Problem details: Set down the records again. Every word and mark must match exactly.

*** Information provided ***

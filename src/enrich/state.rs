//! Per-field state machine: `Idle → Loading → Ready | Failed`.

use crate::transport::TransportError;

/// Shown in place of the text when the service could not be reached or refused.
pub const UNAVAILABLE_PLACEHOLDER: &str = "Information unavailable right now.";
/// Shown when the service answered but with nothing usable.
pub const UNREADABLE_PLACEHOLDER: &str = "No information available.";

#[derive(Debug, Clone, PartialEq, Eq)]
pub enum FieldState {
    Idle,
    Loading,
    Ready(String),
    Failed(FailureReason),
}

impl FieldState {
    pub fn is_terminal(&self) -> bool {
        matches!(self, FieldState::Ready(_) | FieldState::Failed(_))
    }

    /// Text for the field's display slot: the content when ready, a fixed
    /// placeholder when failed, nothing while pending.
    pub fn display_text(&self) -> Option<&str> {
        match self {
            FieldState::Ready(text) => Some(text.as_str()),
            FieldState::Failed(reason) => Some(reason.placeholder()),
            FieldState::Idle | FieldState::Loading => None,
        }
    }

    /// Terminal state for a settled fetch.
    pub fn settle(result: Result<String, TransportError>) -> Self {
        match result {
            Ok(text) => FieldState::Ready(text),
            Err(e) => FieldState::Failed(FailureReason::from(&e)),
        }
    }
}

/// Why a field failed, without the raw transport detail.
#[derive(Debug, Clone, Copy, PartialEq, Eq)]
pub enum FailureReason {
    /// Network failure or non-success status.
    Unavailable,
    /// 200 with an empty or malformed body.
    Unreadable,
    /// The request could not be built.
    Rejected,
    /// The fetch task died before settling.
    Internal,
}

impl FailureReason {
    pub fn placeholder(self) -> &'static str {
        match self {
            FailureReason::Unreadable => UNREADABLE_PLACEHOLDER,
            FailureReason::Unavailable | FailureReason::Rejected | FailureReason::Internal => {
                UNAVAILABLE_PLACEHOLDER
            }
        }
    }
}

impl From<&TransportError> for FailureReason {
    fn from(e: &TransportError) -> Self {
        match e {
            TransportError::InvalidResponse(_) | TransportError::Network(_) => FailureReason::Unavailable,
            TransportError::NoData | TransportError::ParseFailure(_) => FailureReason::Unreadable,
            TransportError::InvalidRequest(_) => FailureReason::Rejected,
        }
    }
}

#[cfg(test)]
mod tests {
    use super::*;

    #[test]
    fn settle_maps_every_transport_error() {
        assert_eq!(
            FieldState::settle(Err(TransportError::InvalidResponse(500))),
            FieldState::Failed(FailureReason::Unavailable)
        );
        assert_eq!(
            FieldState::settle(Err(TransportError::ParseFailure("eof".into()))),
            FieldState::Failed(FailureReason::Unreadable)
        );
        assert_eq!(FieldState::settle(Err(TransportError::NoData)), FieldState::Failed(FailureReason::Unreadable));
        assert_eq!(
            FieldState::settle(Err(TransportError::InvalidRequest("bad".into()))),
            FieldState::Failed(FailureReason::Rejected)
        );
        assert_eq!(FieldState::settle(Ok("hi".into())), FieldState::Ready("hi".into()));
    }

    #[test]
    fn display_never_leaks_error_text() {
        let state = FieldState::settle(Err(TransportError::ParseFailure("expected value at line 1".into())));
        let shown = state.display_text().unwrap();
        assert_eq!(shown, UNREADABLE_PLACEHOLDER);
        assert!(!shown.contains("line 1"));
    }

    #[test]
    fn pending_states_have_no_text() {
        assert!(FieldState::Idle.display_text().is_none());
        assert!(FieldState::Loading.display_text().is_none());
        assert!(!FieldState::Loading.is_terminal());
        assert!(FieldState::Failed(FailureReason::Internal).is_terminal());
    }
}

*** End of Information provided ***

Solution for this exercise:
filename src/enrich/state.rs
//! Per-field state machine: `Idle → Loading → Ready | Failed`.

use crate::transport::TransportError;

/// Shown in place of the text when the service could not be reached or refused.
pub const UNAVAILABLE_PLACEHOLDER: &str = "Information unavailable right now.";
/// Shown when the service answered but with nothing usable.
pub const UNREADABLE_PLACEHOLDER: &str = "No information available.";

#[derive(Debug, Clone, PartialEq, Eq)]
pub enum FieldState {
    Idle,
    Loading,
    Ready(String),
    Failed(FailureReason),
}

impl FieldState {
    pub fn is_terminal(&self) -> bool {
        matches!(self, FieldState::Ready(_) | FieldState::Failed(_))
    }

    /// Text for the field's display slot: the content when ready, a fixed
    /// placeholder when failed, nothing while pending.
    pub fn display_text(&self) -> Option<&str> {
        match self {
            FieldState::Ready(text) => Some(text.as_str()),
            FieldState::Failed(reason) => Some(reason.placeholder()),
            FieldState::Idle | FieldState::Loading => None,
        }
    }

    /// Terminal state for a settled fetch.
    pub fn settle(result: Result<String, TransportError>) -> Self {
        match result {
            Ok(text) => FieldState::Ready(text),
            Err(e) => FieldState::Failed(FailureReason::from(&e)),
        }
    }
}

/// Why a field failed, without the raw transport detail.
#[derive(Debug, Clone, Copy, PartialEq, Eq)]
pub enum FailureReason {
    /// Network failure or non-success status.
    Unavailable,
    /// 200 with an empty or malformed body.
    Unreadable,
    /// The request could not be built.
    Rejected,
    /// The fetch task died before settling.
    Internal,
}

impl FailureReason {
    pub fn placeholder(self) -> &'static str {
        match self {
            FailureReason::Unreadable => UNREADABLE_PLACEHOLDER,
            FailureReason::Unavailable | FailureReason::Rejected | FailureReason::Internal => {
                UNAVAILABLE_PLACEHOLDER
            }
        }
    }
}

impl From<&TransportError> for FailureReason {
    fn from(e: &TransportError) -> Self {
        match e {
            TransportError::InvalidResponse(_) | TransportError::Network(_) => FailureReason::Unavailable,
            TransportError::NoData | TransportError::ParseFailure(_) => FailureReason::Unreadable,
            TransportError::InvalidRequest(_) => FailureReason::Rejected,
        }
    }
}

#[cfg(test)]
mod tests {
    use super::*;

    #[test]
    fn settle_maps_every_transport_error() {
        assert_eq!(
            FieldState::settle(Err(TransportError::InvalidResponse(500))),
            FieldState::Failed(FailureReason::Unavailable)
        );
        assert_eq!(
            FieldState::settle(Err(TransportError::ParseFailure("eof".into()))),
            FieldState::Failed(FailureReason::Unreadable)
        );
        assert_eq!(FieldState::settle(Err(TransportError::NoData)), FieldState::Failed(FailureReason::Unreadable));
        assert_eq!(
            FieldState::settle(Err(TransportError::InvalidRequest("bad".into()))),
            FieldState::Failed(FailureReason::Rejected)
        );
        assert_eq!(FieldState::settle(Ok("hi".into())), FieldState::Ready("hi".into()));
    }

    #[test]
    fn display_never_leaks_error_text() {
        let state = FieldState::settle(Err(TransportError::ParseFailure("expected value at line 1".into())));
        let shown = state.display_text().unwrap();
        assert_eq!(shown, UNREADABLE_PLACEHOLDER);
        assert!(!shown.contains("line 1"));
    }

    #[test]
    fn pending_states_have_no_text() {
        assert!(FieldState::Idle.display_text().is_none());
        assert!(FieldState::Loading.display_text().is_none());
        assert!(!FieldState::Loading.is_terminal());
        assert!(FieldState::Failed(FailureReason::Internal).is_terminal());
    }
}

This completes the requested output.